3.2.1. Multi-Parameter Fusion Location Model of Gas Extraction Pipeline Leakage
- (1)
Discussion on the positioning accuracy of a single pressure data input
The localization accuracy of each model in the pressure training set is shown in
Table 6. Under a single pressure input, the prediction performance differed among models. The LSSVM achieved an average accuracy of 0.799, indicating its ability to capture nonlinear relationships between pressure variation and leakage location. The ENN obtained a higher accuracy of 0.820, suggesting that its recurrent structure was more suitable for describing temporal pressure response characteristics. The DBN showed relatively unstable performance, with an average accuracy of 0.760, possibly due to the limited sample size and insufficient pressure-only features. Among the Stacking models, the S-L-E, S-L-D, and S-E-D achieved average accuracies of 0.819, 0.819, and 0.827, respectively, generally outperforming most single models.

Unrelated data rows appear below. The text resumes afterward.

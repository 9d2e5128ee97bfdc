//! Chat backend contract.

use async_trait::async_trait;
use serde_json::Value;

use relay_domain::error::Result;
use relay_domain::message::Message;
use relay_domain::stream::{BoxStream, ChatStreamEvent};
use relay_domain::tool::ToolSpec;

/// A single parameter object carrying everything a chat request needs,
/// so the backend signature stays stable as options grow.
#[derive(Debug, Clone, Default)]
pub struct ChatRequest {
    pub model: String,
    pub messages: Vec<Message>,
    pub tools: Vec<ToolSpec>,
    pub temperature: Option<f32>,
    pub max_tokens: Option<u32>,
    pub response_format: Option<Value>,
    /// Correlation for downstream logging/limiting; backends may ignore.
    pub run_id: Option<String>,
    pub turn_id: Option<String>,
}

/// LLM transport abstraction (streaming chat.completions).
///
/// The returned stream yields `text_delta`/`tool_calls`/`completed`
/// events; tool-call arguments may arrive as partial fragments that the
/// consumer assembles per `call_id`.
#[async_trait]
pub trait ChatBackend: Send + Sync {
    async fn stream_chat(
        &self,
        request: &ChatRequest,
    ) -> Result<BoxStream<'static, Result<ChatStreamEvent>>>;
}
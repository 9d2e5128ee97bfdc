//! Minimal dangerous-command detection.
//!
//! The guard only assigns a risk level and a reason; the policy layer
//! combines it with configuration to produce the allow/ask/deny decision.

use regex::Regex;
use serde::Serialize;
use std::sync::OnceLock;

#[derive(Debug, Clone, Copy, PartialEq, Eq, Serialize)]
#[serde(rename_all = "lowercase")]
pub enum RiskLevel {
    Low,
    Medium,
    High,
}

/// Command risk assessment.
#[derive(Debug, Clone, Serialize)]
pub struct CommandRisk {
    pub risk_level: RiskLevel,
    pub reason: String,
}

impl CommandRisk {
    fn new(risk_level: RiskLevel, reason: impl Into<String>) -> Self {
        Self {
            risk_level,
            reason: reason.into(),
        }
    }

    pub fn low() -> Self {
        Self::new(RiskLevel::Low, "no dangerous pattern matched")
    }
}

/// Matches `rm` flag clusters containing both `r` and `f` (`-rf`, `-fr`,
/// `-rIf`, ...).
fn rm_force_recursive_re() -> &'static Regex {
    static RE: OnceLock<Regex> = OnceLock::new();
    RE.get_or_init(|| Regex::new(r"^-[a-zA-Z]*(?:r[a-zA-Z]*f|f[a-zA-Z]*r)[a-zA-Z]*$").expect("static regex"))
}

/// Assess an argv against the minimal dangerous patterns.
pub fn evaluate_command_risk(argv: &[String]) -> CommandRisk {
    let Some(cmd0) = argv.first() else {
        return CommandRisk::new(RiskLevel::Medium, "empty argv");
    };

    if cmd0 == "sudo" {
        return CommandRisk::new(RiskLevel::High, "sudo detected");
    }

    let base = cmd0.rsplit('/').next().unwrap_or(cmd0);

    if base == "rm" {
        let force_recursive = argv[1..].iter().any(|a| rm_force_recursive_re().is_match(a));
        if force_recursive {
            let targets: Vec<&str> = argv[1..]
                .iter()
                .filter(|a| !a.starts_with('-'))
                .map(String::as_str)
                .collect();
            if targets.iter().any(|t| *t == "/" || t.starts_with('/')) {
                return CommandRisk::new(RiskLevel::High, "rm -rf against an absolute path");
            }
            if targets.iter().any(|t| *t == "~" || t.starts_with("~/")) {
                return CommandRisk::new(RiskLevel::High, "rm -rf against the home directory");
            }
        }
    }

    const DANGEROUS: &[&str] = &["dd", "shutdown", "reboot", "halt"];
    if base.starts_with("mkfs") || DANGEROUS.contains(&base) {
        return CommandRisk::new(RiskLevel::High, format!("dangerous command: {base}"));
    }

    CommandRisk::low()
}

#[cfg(test)]
mod tests {
    use super::*;

    fn argv(parts: &[&str]) -> Vec<String> {
        parts.iter().map(|s| s.to_string()).collect()
    }

    #[test]
    fn sudo_is_high() {
        let risk = evaluate_command_risk(&argv(&["sudo", "apt", "install"]));
        assert_eq!(risk.risk_level, RiskLevel::High);
    }

    #[test]
    fn rm_rf_root_and_home_are_high() {
        assert_eq!(
            evaluate_command_risk(&argv(&["rm", "-rf", "/"])).risk_level,
            RiskLevel::High
        );
        assert_eq!(
            evaluate_command_risk(&argv(&["rm", "-fr", "~"])).risk_level,
            RiskLevel::High
        );
        assert_eq!(
            evaluate_command_risk(&argv(&["/bin/rm", "-rf", "/etc"])).risk_level,
            RiskLevel::High
        );
    }

    #[test]
    fn rm_rf_relative_path_is_low() {
        assert_eq!(
            evaluate_command_risk(&argv(&["rm", "-rf", "build"])).risk_level,
            RiskLevel::Low
        );
    }

    #[test]
    fn disk_and_power_commands_are_high() {
        for cmd in ["mkfs.ext4", "dd", "shutdown", "reboot", "halt"] {
            assert_eq!(
                evaluate_command_risk(&argv(&[cmd])).risk_level,
                RiskLevel::High,
                "{cmd}"
            );
        }
    }

    #[test]
    fn empty_argv_is_medium() {
        assert_eq!(evaluate_command_risk(&[]).risk_level, RiskLevel::Medium);
    }

    #[test]
    fn plain_command_is_low() {
        assert_eq!(
            evaluate_command_risk(&argv(&["ls", "-la"])).risk_level,
            RiskLevel::Low
        );
    }
}
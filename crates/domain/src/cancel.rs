//! Cancellation token polled at every suspension boundary of the loop.
//!
//! Each run gets a `CancelToken`. Calling `cancel()` signals the runtime
//! to stop the current run cleanly; in-flight tools see the same token
//! through their execution context.

use std::sync::atomic::{AtomicBool, Ordering};
use std::sync::Arc;

/// A cancellation token that can be checked by the runtime loop.
#[derive(Clone, Debug)]
pub struct CancelToken {
    cancelled: Arc<AtomicBool>,
}

impl CancelToken {
    pub fn new() -> Self {
        Self {
            cancelled: Arc::new(AtomicBool::new(false)),
        }
    }

    /// Signal cancellation.
    pub fn cancel(&self) {
        self.cancelled.store(true, Ordering::Release);
    }

    /// Check if cancellation has been requested.
    pub fn is_cancelled(&self) -> bool {
        self.cancelled.load(Ordering::Acquire)
    }
}

impl Default for CancelToken {
    fn default() -> Self {
        Self::new()
    }
}

#[cfg(test)]
mod tests {
    use super::*;

    #[test]
    fn cancel_token_lifecycle() {
        let token = CancelToken::new();
        assert!(!token.is_cancelled());
        token.cancel();
        assert!(token.is_cancelled());
    }

    #[test]
    fn clone_shares_state() {
        let token = CancelToken::new();
        let clone = token.clone();
        token.cancel();
        assert!(clone.is_cancelled());
    }
}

Under pressure input, the S-E-D model achieved the best performance, with an average accuracy of 0.827, mainly because the combination of the ENN and DBN enhanced the extraction of temporal and nonlinear pressure response features. However, the S-L-E-D model achieved only 0.528, suggesting that more base learners do not necessarily lead to better performance. Overall, pressure data contain useful leakage location information, but a single pressure input remains insufficient for robust localization, further highlighting the necessity of pressure–flow collaborative input. As shown in
Table 6, under a single pressure input, the training time of the single models was relatively short, with the LSSVM, ENN, and DBN requiring 3.82 s, 8.65 s, and 15.43 s, respectively. The Stacking models required a longer training time because multiple base learners and a meta-learner were involved. Among them, the S-E-D achieved the highest average accuracy of 0.827, with a training time of 27.64 s, indicating that the improvement in positioning accuracy was accompanied by an increase in offline computational cost.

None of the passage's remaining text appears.